The Hatred Behind 'Hadji Girl'
- The Hatred Behind 'Hadji Girl'
By Sheldon Rampton
Center for Media and Democracy
July 1, 2006
If you want to understand why the war is going so badly in Iraq, it
may help to examine the recent reaction to "Hadji Girl," the
videotaped song about killing Iraqis by U.S. Marine Corporal Joshua
Belile. The song became controversial when the Council on
American-Islamic Relations (CAIR) discovered it on the internet and
objected to its lyrics. "Hadji Girl" tells the story of a soldier "out
in the sands of Iraq / And we were under attack":
Then suddenly to my surprise
I looked up and I saw her eyes
And I knew it was love at first sight.
And she said...
Dirka Dirka Mohammed Jihad
Sherpa Sherpa Bak Allah
Hadji girl I can't understand what you're saying.
The girl says that she "wanted me to meet her family / But I, well, I
couldn't figure out how to say no. / Cause I don't speak Arabic." They
visit her home, a "side shanty" down "an old dirt trail," and as soon
as they arrive,
Her brother and her father shouted...
Dirka Dirka Mohammed Jihad
Sherpa Sherpa Bak Allah
They pulled out their AKs so I could see
... So I grabbed her little sister and pulled her in front of me.

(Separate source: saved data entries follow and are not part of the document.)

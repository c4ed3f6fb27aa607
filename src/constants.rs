// XP and leveling
pub const XP_PER_LEVEL: u64 = 100;
pub const MAX_LEVEL: u32 = 10;
pub const EVOLUTION_LEVELS: [u32; 2] = [5, 10];

// Login bonus: 10 XP on day 1, +5 per consecutive day, capped at 50
pub const LOGIN_BONUS_BASE_XP: u64 = 10;
pub const LOGIN_BONUS_XP_STEP: u64 = 5;
pub const LOGIN_BONUS_XP_CAP: u64 = 50;

// Streak milestone tickets
pub const STREAK_EQUIPMENT_TICKET_INTERVAL: u32 = 3;
pub const STREAK_PARTNER_TICKET_INTERVAL: u32 = 7;

// Fragment economy
pub const FRAGMENTS_PER_TICKET: u32 = 5;

// One-time onboarding bonus on the first character selection
pub const WELCOME_EQUIPMENT_TICKETS: u32 = 20;
pub const WELCOME_PARTNER_TICKETS: u32 = 20;

// Daily goal claim
pub const DAILY_GOAL_XP_THRESHOLD: u64 = 50;
pub const DAILY_GOAL_SKILL_POINTS: u32 = 5;
pub const DAILY_GOAL_EQUIPMENT_TICKETS: u32 = 1;

// Daily quiz
pub const DAILY_QUIZ_DEFAULT_TICKETS: u32 = 1;

// Daily learning log retention (rolling window, in days)
pub const LEARNING_LOG_RETENTION_DAYS: i64 = 90;

// Skills
pub const MAX_EQUIPPED_SKILLS: usize = 3;

// Partners
pub const MAX_LIMIT_BREAK: u32 = 5;
pub const PARTNER_XP_PER_LEVEL: u64 = 100;
pub const PARTNER_BASE_MAX_LEVEL: u32 = 10;
pub const PARTNER_LEVELS_PER_LIMIT_BREAK: u32 = 10;

// Default lesson catalog size (overridable via RewardConfig)
pub const DEFAULT_LESSON_CATALOG_SIZE: u32 = 30;

// Save file version magic
pub const SAVE_VERSION_MAGIC: u64 = 0x514C_5F53_4156_4501;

As the bullets began to fly
The blood sprayed from between her eyes
And then I laughed maniacally
Then I hid behind the TV
And I locked and loaded my M-16
And I blew those little fuckers to eternity.
And I said...
Dirka Dirka Mohammed Jihad
Sherpa Sherpa Bak Allah
They should have known they were fucking with a Marine.
The song is gruesome, to be sure, and CAIR complained that it
celebrated the killing of Iraqi civilians. The video shows Belile
performing the song before a laughing, applauding audience of fellow
soldiers at their base in Iraq. Recognizing that the song could only
bring bad publicity, U.S. military officials promptly issued a
statement saying that it was "clearly inappropriate and contrary to
the high standards expected of all Marines." Belile also apologized,
saying the song was intended as "a joke" and that he didn't intend to
offend anyone. Pro-war pundits, however, actually rallied to the
song's defense. The conservative Little Green Footballs weblog thought
news reports about the video controversy were the "mainstream media
disgrace of the month." There's nothing wrong with the song, the
Footballs said, because it doesn't actually describe a soldier killing
civilians: "the people who kill the 'little sister' in this darkly
humorous song are -- not the Marines -- but her father and brother, as
they attempt to perpetrate an ambush." Some of the comments on LGF
even called it "a wonderful song," and attacked the "nutless Pentagon
star-chasing bastards" for their "capitulation." Here are some of the
other comments about the song, from Little Green Footballs and elsewhere:
"Damn it, we are in a fucking war! Nobody whined about 'insensitivity'
to the fucking Japs and Jerries."
"I expect more from the Pentagon. The State Dept & the CIA are just a
bunch of cucumber sandwich eating fools. The Pentagon USED to be about
waging war on our enemies. Now they just want to kiss up to them."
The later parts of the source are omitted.